Greetings, and welcome to the Caesarstone Fourth Quarter and Full Year 2018 Earnings Conference Call. At this time all participants are in a listen-only mode. A brief question-and-answer session will follow the formal presentation. [Operator Instructions] As a remainder this conference is being recorded. It is now my pleasure to introduce your host Brad Cray of ICR. Thank you. You may begin.

Brad Cray

Analyst

Thank you, operator, and good morning to everyone. I'm joined by Yuval Dagim, Caesarstone's Chief Executive Officer, and Ophir Yakovian, Caesarstone's Chief Financial Officer. Certain statements in today's conference call and responses to various questions may constitute forward-looking statements. We caution you that such statements reflect only the company's current expectations and that actual events or results may differ materially.

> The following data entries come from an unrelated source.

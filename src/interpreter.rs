use crate::command::{CommandFactory, ExitCode};
use crate::config::ShellConfig;
use crate::input::{LineSource, ReadOutcome};
use crate::state::ShellState;
use crate::tokenizer::{split_into_tokens, truncate};
use anyhow::Result;
use std::ffi::{OsStr, OsString};
use std::io::Write;

/// Factory allows creating instances of ExecutableCommand.
///
/// Only supports commands defined in this crate: BuiltinCommand and ExternalCommand.
pub(crate) struct Factory<T> {
    _phantom: std::marker::PhantomData<T>,
}

impl<T> Default for Factory<T> {
    fn default() -> Self {
        Self {
            _phantom: std::marker::PhantomData,
        }
    }
}

/// The shell's execution loop.
///
/// The interpreter owns the [`ShellState`] (history and pid log) and a list of
/// [`CommandFactory`] objects that are queried in order to create commands by name.
/// See [`Default`] for the factories included out of the box.
///
/// Example
/// ```
/// use msh::Interpreter;
/// let mut sh = Interpreter::default();
/// let mut out = Vec::new();
/// sh.execute_line(b"history", &mut out).unwrap();
/// assert_eq!(String::from_utf8(out).unwrap(), "0: history\n");
/// ```
pub struct Interpreter {
    config: ShellConfig,
    state: ShellState,
    commands: Vec<Box<dyn CommandFactory>>,
}

impl Interpreter {
    /// Create a new interpreter with a custom set of command factories.
    pub fn new(config: ShellConfig, commands: Vec<Box<dyn CommandFactory>>) -> Self {
        Self {
            state: ShellState::new(&config),
            config,
            commands,
        }
    }

    /// Create an interpreter with the stock commands and the given configuration.
    pub fn with_config(config: ShellConfig) -> Self {
        Self::new(config, default_commands())
    }

    pub fn state(&self) -> &ShellState {
        &self.state
    }

    /// Run a single command invocation by name with arguments.
    ///
    /// Returns the command's exit code or an error if no factory recognises `name`
    /// or the command fails to execute.
    pub fn run(
        &mut self,
        name: &OsStr,
        args: &[&OsStr],
        stdout: &mut dyn Write,
    ) -> Result<ExitCode> {
        for factory in &self.commands {
            if let Some(cmd) = factory.try_create(&self.state, name, args) {
                return cmd.execute(stdout, &mut self.state);
            }
        }
        Err(anyhow::anyhow!("command not found: {}", name.to_string_lossy()))
    }

    /// Process one raw input line: expand, tokenize, record, dispatch.
    ///
    /// Problems with the command itself are reported on `stdout` and are not errors;
    /// `Err` is reserved for failing to write that report.
    pub fn execute_line(&mut self, line: &[u8], stdout: &mut dyn Write) -> Result<()> {
        let line = truncate(line, self.config.max_line_len);
        let line = match self.state.history.expand(line) {
            Ok(line) => line,
            Err(err) => {
                writeln!(stdout, "{err}")?;
                return Ok(());
            }
        };

        let tokens = split_into_tokens(&line);
        // Recorded before dispatch so `history` sees itself.
        self.state.history.record(&line);

        let Some((name, args)) = tokens.split_first() else {
            return Ok(());
        };
        let args: Vec<&OsStr> = args.iter().map(OsString::as_os_str).collect();
        let command = name.to_string_lossy();
        tracing::debug!(%command, ?args, "dispatching");

        match self.run(name, &args, stdout) {
            Ok(code) => tracing::debug!(%command, code, "command finished"),
            Err(err) => writeln!(stdout, "{err}")?,
        }
        Ok(())
    }

    /// Prompt, read and execute lines until `exit`/`quit`.
    ///
    /// Reads that yield nothing are retried; with `exit_on_eof` set, end of input also
    /// ends the loop.
    pub fn repl(&mut self, source: &mut dyn LineSource, stdout: &mut dyn Write) -> Result<()> {
        while !self.state.should_exit {
            let Some(line) = self.read_line(source)? else {
                tracing::debug!("end of input");
                break;
            };
            self.execute_line(&line, stdout)?;
            stdout.flush()?;
        }
        Ok(())
    }

    fn read_line(&self, source: &mut dyn LineSource) -> Result<Option<Vec<u8>>> {
        loop {
            match source.read_line(&self.config.prompt)? {
                ReadOutcome::Line(line) => return Ok(Some(line)),
                ReadOutcome::Interrupted => continue,
                ReadOutcome::Eof if self.config.exit_on_eof => return Ok(None),
                ReadOutcome::Eof => continue,
            }
        }
    }
}

impl Default for Interpreter {
    fn default() -> Self {
        Self::with_config(ShellConfig::default())
    }
}

/// The stock commands:
/// - built-ins: `exit`/`quit`, `cd`, `history`, `listpids`
/// - external program launcher, which accepts every other name
fn default_commands() -> Vec<Box<dyn CommandFactory>> {
    use crate::builtin::*;
    use crate::external::ExternalCommand;
    vec![
        Box::new(Factory::<Exit>::default()),
        Box::new(Factory::<Cd>::default()),
        Box::new(Factory::<ShowHistory>::default()),
        Box::new(Factory::<ListPids>::default()),
        Box::new(Factory::<ExternalCommand>::default()),
    ]
}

For more information, please refer to the risk factors contained in the company's most recent annual report on form 20-F and subsequent filings with the Securities and Exchange Commission. In addition, on this call, the company will make reference to certain non-GAAP financial measures, including adjusted net income, adjusted net income per share and adjusted EBITDA. The reconciliation of these non-GAAP measures to the most directly comparable GAAP measures can be found in the company's Fourth Quarter 2018 earnings release, which is posted on the company's Investor Relations website. Thank you and I would like to now turn the call over to Yuval. Please go ahead.

Yuval Dagim

Analyst

Thank you, Brad, and good morning, everyone. With six months of my tenure as Caesarstone's CEO, I've been able to spend a significant amount of time with our teams and customers around the world. The many great attributes and assets I've witnessed with the Caesarstone organization have instilled greater confidence in me as we move forward. We spend the last few months preparing our annual operating plan for 2019, where we mapped the opportunities and the challenges we are facing both internally and externally, and we built the plan to address them. While we're realizing that most of the improvements will take time and investment to mature, we see a few near term solutions. Just last month, we took a major step forward in North America by combining our US and Canadian operations to take advantage of the many similarities between the two regions. We understand that combined North American region provides us numerous opportunities. Scale benefits include the ability to unify certain functions under one team that can create an enhanced go-to-market strategy, refined operations and improve efficiencies. The main goal of this step is to better position us to capture additional market share in the US have increased our stability in coming years. This is especially important now given the recently implemented tariff on US imports of quartz countertops from China. Once our North American realignment is integrated and working well, we expect to better execute our objectives in the region. Strengthening our capabilities in North America is directly aligned with our actions to enhance our global platform and to more effectively leverage the Caesarstone brand. We are making investments in talent and technology throughout the organization in order to better manage our go-to-market supply chain and production processes. This will allow us more efficiently having the right…

Ophir Yakovian

Analyst

Thank you, Yuval and good morning everyone. We start with our revenue for the fourth quarter. For the fourth quarter of 2018, global revenue was $142.9 million, compared to $148.1 million in the fourth quarter of last year. This was mostly attributable to an adverse effects impact of $4 million. On a constant currency basis, revenue declined by point 7% versus last year. We saw sales improvement in Europe, stable performance in Canada and softer performance in other regions. In the United States, fourth quarter sales were off by 0.7% compared to the fourth quarter of 2017. This was primarily attributable to continued weakness at the retailer IKEA. As discussed in prior calls, changes in IKEA's promotional structure continue to impact our results. While IKEA represent an attractive source of revenue, and returns to Caesarstone, the timing and structure of their promotional activity does affect our results. In our core US business, revenue grew as low meet single digit pace which represent the second consecutive quarter of growth. Ongoing changes to enhance our go-to-market strategy and strengthen distribution capabilities allowed us to grow. Despite the previously discussed second half of 2018 surge in pre-buy activity ahead of recently implemented tariffs on US import of quartz countertops from China. As a reminder, since August, there have been several announcements from US government agencies in the interest of promoting fair trade in response to Chinese imports. As it pertains to quartz countertops, there are three cumulative tariffs. The first of which is a 10% tariffs on broad basket of Chinese imports in August. The other two preliminary tariffs announced are specific quartz countertops including countervailing duty of effectively 34% since September and anti-dumping duty ranging from 242% to 341% since November. I think all of these up, the US as to date…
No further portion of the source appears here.